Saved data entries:
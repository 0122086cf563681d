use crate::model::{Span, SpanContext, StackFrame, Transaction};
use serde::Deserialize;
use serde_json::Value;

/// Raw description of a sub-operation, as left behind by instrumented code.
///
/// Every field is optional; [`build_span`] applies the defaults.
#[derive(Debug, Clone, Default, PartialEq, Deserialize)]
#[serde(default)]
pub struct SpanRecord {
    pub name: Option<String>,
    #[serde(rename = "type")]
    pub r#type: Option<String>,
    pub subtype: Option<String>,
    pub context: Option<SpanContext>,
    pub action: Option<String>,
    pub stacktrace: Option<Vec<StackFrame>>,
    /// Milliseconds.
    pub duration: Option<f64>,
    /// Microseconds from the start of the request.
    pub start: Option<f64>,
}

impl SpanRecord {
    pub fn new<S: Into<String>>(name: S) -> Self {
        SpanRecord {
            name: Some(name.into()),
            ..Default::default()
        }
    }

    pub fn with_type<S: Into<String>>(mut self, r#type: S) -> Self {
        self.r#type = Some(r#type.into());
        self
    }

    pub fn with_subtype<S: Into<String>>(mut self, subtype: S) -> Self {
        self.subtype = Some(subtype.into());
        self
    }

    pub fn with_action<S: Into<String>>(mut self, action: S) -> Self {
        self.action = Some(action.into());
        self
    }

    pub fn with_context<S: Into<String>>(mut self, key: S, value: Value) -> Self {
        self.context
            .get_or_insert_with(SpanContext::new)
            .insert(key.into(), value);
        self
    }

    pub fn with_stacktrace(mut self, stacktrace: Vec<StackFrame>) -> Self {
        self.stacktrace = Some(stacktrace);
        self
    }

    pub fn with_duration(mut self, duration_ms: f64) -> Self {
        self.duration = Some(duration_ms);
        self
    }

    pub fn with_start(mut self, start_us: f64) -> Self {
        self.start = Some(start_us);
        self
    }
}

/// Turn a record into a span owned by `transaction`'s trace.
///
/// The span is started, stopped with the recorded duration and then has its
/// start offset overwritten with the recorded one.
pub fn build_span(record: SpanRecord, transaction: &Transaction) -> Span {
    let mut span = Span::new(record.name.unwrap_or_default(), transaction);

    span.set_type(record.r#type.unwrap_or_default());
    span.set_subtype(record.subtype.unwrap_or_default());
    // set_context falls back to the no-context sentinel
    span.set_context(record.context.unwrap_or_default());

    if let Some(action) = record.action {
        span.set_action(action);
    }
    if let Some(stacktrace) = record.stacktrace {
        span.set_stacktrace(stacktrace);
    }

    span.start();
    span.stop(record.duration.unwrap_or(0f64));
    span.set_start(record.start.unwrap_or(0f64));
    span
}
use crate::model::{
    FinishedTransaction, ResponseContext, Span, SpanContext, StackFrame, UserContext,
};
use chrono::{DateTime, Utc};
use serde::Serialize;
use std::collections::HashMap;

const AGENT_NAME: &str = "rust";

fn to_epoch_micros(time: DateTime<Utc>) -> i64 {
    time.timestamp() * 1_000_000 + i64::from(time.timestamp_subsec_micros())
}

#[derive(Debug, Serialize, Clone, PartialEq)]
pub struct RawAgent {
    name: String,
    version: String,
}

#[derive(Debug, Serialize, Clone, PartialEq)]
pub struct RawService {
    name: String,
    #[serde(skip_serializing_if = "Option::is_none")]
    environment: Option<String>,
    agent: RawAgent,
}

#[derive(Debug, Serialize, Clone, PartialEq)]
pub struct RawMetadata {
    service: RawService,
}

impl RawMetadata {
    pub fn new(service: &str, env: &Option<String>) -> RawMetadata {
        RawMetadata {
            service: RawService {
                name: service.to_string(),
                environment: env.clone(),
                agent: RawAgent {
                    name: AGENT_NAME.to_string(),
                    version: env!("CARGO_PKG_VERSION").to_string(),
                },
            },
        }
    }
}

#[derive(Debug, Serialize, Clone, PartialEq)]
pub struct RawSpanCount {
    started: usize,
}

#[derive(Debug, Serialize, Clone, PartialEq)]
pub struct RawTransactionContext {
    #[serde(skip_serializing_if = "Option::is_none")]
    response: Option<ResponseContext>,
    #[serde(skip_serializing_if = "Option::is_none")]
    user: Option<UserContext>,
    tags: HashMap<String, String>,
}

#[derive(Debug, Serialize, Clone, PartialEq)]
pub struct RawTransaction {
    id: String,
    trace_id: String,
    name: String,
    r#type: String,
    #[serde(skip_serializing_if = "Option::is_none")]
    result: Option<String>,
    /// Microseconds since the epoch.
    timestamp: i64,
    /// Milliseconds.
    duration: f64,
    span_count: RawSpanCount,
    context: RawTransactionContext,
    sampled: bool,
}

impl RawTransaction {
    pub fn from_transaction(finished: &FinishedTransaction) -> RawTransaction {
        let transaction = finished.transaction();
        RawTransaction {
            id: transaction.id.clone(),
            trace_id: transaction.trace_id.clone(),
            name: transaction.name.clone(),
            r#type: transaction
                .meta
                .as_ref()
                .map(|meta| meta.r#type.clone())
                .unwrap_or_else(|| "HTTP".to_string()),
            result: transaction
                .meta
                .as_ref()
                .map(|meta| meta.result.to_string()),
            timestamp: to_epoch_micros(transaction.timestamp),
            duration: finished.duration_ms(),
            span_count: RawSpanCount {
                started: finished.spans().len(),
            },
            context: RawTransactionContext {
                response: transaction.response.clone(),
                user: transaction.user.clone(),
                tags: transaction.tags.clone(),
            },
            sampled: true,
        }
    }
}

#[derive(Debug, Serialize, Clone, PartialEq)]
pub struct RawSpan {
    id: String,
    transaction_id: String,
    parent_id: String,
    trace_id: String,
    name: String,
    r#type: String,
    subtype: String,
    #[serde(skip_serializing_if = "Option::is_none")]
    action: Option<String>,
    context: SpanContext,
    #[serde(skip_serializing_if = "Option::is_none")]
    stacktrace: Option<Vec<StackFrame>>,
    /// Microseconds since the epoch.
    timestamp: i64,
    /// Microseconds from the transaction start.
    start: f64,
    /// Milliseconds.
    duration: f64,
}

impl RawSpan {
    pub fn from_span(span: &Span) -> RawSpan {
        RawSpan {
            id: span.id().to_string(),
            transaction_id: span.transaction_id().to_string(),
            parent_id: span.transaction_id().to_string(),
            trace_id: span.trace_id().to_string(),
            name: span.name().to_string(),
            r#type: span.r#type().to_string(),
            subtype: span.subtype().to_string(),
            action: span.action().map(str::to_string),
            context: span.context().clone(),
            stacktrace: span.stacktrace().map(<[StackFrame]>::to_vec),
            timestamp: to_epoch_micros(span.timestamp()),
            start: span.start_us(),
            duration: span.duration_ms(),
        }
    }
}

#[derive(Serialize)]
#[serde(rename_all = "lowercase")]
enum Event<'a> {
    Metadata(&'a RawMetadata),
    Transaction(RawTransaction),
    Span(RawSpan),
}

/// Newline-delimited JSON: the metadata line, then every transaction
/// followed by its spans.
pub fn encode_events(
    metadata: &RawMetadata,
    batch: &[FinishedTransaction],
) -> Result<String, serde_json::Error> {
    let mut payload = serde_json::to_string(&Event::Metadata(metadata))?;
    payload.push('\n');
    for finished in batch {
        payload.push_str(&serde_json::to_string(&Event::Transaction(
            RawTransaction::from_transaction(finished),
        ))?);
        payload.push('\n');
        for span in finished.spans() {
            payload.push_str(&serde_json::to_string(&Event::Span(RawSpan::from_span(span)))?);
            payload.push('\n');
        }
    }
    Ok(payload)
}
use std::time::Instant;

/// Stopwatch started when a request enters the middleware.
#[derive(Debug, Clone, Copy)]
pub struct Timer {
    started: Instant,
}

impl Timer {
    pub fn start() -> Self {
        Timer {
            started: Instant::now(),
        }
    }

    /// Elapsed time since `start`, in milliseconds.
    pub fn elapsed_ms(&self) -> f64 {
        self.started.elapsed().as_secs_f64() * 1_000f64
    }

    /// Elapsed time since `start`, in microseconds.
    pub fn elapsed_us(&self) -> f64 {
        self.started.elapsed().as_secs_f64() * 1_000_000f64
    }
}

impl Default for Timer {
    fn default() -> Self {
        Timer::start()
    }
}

* * *

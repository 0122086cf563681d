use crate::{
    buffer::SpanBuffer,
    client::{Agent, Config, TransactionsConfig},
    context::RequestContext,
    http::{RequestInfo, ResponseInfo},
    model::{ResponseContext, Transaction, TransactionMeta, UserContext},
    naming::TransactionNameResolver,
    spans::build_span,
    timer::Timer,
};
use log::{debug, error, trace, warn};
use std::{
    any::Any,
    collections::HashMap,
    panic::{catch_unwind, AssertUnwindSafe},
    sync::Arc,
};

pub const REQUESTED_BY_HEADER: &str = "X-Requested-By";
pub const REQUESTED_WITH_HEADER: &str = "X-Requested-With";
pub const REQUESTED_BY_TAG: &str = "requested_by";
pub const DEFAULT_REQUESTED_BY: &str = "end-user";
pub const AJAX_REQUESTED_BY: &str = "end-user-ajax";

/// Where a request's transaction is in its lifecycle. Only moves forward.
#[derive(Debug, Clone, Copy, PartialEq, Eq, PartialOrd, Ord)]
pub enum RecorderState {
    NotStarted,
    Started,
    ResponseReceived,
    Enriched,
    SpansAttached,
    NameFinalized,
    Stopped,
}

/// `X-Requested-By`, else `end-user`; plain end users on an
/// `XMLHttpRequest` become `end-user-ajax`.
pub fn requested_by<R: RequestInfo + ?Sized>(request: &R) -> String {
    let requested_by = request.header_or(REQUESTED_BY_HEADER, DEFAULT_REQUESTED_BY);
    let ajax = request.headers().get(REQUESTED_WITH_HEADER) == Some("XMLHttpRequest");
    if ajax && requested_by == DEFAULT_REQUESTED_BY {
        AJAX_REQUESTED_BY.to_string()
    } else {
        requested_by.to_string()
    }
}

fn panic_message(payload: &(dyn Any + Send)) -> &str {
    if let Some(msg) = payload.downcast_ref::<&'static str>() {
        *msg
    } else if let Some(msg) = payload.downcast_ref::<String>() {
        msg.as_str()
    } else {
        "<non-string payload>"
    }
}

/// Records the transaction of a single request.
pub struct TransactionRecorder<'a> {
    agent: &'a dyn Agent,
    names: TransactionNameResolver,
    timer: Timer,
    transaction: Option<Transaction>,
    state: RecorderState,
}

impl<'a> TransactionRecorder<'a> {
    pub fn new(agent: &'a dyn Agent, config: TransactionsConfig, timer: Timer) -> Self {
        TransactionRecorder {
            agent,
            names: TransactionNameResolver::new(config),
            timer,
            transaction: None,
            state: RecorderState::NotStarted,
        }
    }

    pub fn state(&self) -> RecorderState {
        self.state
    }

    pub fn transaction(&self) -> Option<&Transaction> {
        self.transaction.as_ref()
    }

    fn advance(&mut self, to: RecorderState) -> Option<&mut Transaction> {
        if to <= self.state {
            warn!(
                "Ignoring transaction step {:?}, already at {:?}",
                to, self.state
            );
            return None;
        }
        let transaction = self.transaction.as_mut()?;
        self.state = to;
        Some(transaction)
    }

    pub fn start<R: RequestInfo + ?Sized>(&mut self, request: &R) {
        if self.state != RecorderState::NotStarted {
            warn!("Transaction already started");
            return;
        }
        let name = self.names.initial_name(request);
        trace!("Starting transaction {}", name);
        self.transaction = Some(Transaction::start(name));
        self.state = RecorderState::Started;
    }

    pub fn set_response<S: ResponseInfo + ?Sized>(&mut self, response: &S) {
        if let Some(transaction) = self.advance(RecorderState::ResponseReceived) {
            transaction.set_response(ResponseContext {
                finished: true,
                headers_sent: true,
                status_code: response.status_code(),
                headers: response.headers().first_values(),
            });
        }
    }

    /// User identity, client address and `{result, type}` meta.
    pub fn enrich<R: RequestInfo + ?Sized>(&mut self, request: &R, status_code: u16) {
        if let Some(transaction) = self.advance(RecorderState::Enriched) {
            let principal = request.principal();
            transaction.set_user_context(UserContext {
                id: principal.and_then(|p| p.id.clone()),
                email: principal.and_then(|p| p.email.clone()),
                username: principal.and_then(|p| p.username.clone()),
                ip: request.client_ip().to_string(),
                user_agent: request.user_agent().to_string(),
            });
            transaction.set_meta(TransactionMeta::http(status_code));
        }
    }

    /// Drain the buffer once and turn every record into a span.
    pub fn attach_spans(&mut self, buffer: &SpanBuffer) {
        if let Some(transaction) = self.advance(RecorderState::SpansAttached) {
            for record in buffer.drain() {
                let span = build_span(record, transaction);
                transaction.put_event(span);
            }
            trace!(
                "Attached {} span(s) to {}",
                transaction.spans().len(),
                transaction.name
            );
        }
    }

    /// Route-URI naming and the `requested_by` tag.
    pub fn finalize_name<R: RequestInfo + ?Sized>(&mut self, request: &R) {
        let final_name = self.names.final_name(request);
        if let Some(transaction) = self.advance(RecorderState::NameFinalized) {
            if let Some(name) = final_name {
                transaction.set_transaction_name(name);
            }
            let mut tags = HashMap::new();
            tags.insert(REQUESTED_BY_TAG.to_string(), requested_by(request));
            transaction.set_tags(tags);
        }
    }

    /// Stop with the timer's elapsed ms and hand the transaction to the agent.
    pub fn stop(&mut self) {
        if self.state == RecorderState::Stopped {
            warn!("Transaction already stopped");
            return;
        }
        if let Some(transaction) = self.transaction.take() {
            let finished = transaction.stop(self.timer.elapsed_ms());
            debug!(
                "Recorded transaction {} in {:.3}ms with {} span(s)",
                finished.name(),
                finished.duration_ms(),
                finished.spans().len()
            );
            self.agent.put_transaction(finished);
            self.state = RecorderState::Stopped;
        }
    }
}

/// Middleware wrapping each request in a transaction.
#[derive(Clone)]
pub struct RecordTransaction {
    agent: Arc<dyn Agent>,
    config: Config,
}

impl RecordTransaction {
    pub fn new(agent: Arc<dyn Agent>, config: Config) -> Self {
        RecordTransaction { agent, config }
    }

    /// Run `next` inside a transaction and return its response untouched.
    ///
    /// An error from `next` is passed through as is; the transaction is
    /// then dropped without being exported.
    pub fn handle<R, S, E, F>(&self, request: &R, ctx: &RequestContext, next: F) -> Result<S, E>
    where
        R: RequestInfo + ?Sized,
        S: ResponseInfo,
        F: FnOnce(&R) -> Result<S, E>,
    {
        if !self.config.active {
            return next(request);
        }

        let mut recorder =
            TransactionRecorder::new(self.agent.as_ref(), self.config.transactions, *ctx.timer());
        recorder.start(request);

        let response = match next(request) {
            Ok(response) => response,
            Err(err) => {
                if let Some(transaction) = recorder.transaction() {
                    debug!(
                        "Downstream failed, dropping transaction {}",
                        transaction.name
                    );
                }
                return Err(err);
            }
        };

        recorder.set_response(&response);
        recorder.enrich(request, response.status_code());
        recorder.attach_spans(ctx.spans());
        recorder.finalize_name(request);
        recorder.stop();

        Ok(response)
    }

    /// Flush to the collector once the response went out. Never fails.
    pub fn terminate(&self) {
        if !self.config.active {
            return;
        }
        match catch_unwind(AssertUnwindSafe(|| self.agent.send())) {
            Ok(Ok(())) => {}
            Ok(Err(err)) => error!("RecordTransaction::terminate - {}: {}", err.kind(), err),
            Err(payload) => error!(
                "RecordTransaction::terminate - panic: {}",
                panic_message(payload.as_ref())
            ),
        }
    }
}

==

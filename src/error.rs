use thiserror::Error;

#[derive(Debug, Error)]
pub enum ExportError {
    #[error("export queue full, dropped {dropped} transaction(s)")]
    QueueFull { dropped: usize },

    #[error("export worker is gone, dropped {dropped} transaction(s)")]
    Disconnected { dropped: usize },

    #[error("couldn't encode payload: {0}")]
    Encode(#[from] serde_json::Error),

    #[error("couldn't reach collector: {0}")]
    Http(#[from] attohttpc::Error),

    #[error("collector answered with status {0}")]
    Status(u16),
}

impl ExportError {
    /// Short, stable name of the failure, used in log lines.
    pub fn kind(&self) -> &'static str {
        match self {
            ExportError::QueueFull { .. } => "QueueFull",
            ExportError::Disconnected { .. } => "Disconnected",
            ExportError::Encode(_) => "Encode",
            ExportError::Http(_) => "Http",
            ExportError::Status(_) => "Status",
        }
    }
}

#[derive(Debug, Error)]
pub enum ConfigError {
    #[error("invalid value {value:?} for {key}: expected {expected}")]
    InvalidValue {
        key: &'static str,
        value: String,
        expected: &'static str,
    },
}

→ **Exercise**:
Among the entries, work out how many lines include the word "Enriched". Answer with that number only.

→ **Written response**:
2